Sempre stando a quanto riporta il Sole24Ore, poi, il presidente della commissione Finanze, Gianfranco Conte, ha affermato che le norme relative alle spiagge troverebbero posto nell’articolo 21 della Legge comunitaria 2010.

Ricordiamo che, a fronte delle indicazioni Ue per cui a partire dal 2016 le concessioni balneari devono andare all’asta per tutelare la concorrenza nel settore, inizialmente il Governo Berlusconi aveva fissato in 90 anni il diritto di superficie sulle spiagge da parte degli attuali concessionari. Poi il Quirinale aveva manifestato delle perplessità e quindi il limite era sceso a venti anni.
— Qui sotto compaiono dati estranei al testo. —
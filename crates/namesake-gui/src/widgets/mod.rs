/// UI widgets for Namesake.
pub mod status_bar;
pub mod toolbar;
Ora la norma sul diritto di superficie, in conclusione, è del tutto stata abrogata dal Decreto Sviluppo, con le commissioni Bilancio e finanze della Camera, infatti, che hanno dato parere favorevole ad alcuni emendamenti soppressivi presentati dal Pd.
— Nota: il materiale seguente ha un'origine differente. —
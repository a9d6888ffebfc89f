/// Left panel: one row per similarity group.
use crate::state::{AppPhase, AppState, Command};
use crate::theme::NamesakeTheme;
use egui::Ui;

/// Draw the list of groups.
pub fn group_list(ui: &mut Ui, state: &AppState) -> Vec<Command> {
    let mut commands = Vec::new();
    let theme = NamesakeTheme::for_mode(state.dark_mode);

    ui.label(egui::RichText::new("Groups").strong().size(14.0));
    ui.add_space(4.0);

    if state.groups.is_empty() {
        let hint = match state.phase {
            AppPhase::Idle => "Open a directory to find similar names.",
            AppPhase::Scanning => "Scanning...",
            _ => "No similar items found.",
        };
        ui.label(egui::RichText::new(hint).size(12.0).color(theme.text_muted));
        return commands;
    }

    egui::ScrollArea::vertical()
        .auto_shrink([false, false])
        .show(ui, |ui| {
            for (index, group) in state.groups.iter().enumerate() {
                let eligible = state.eligible_members(group).len();
                let selected = state.selected_group == Some(index);
                let label = format!("{}  ({eligible}/{})", group.seed().name, group.len());
                let text = if eligible < namesake_core::model::Group::MIN_MEMBERS {
                    egui::RichText::new(label).color(theme.text_muted)
                } else {
                    egui::RichText::new(label)
                };
                let row = ui.selectable_label(selected, text).on_hover_text(
                    group.names().collect::<Vec<_>>().join("\n"),
                );
                if row.clicked() {
                    commands.push(Command::SelectGroup(index));
                }
                if row.double_clicked() {
                    commands.push(Command::OpenMerge(index));
                }
            }
        });

    commands
}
IL COMMENTO DEL DEPUTATO PICENO CICCANTI (UDC) “L’Udc rimane l’unica forza politica che difende la piccola impresa familiare secondo la comunicazione della commissione europea sulla small business act nelle concessioni demaniali, nonostante le promesse elettorali che concedevano per 90 anni il diritto di superficie poi ridotto a 20 anni”. Lo afferma il capogruppo Udc della commissione Bilancio della Camera (quella in cui sono state abrogate le norme sul diritto di superficie), il deputato ascolano Amedeo Ciccanti. Che precisa nella sua nota di commento: “Il parere favorevole del relatore e del governo alla soppressione dei commi 1,2 e 3 prevista dagli emendamenti presentati da diversi gruppi parlamentari ad eccezione dell’Udc, se da una parte sposta sulla Legge Comunitaria ogni soluzione rinviando ancora le decisioni, dall’altra denuncia la incomponibilità delle proposte della Lega Nord e del Pdl, nonostante l’inganno elettorale di illudere i concessionari, per arrivare ad un testo che risolva la drammatica situazione di un settore senza più’ regole e senza prospettive, anche se tra i più strategici per il nostro turismo e la nostra economia”.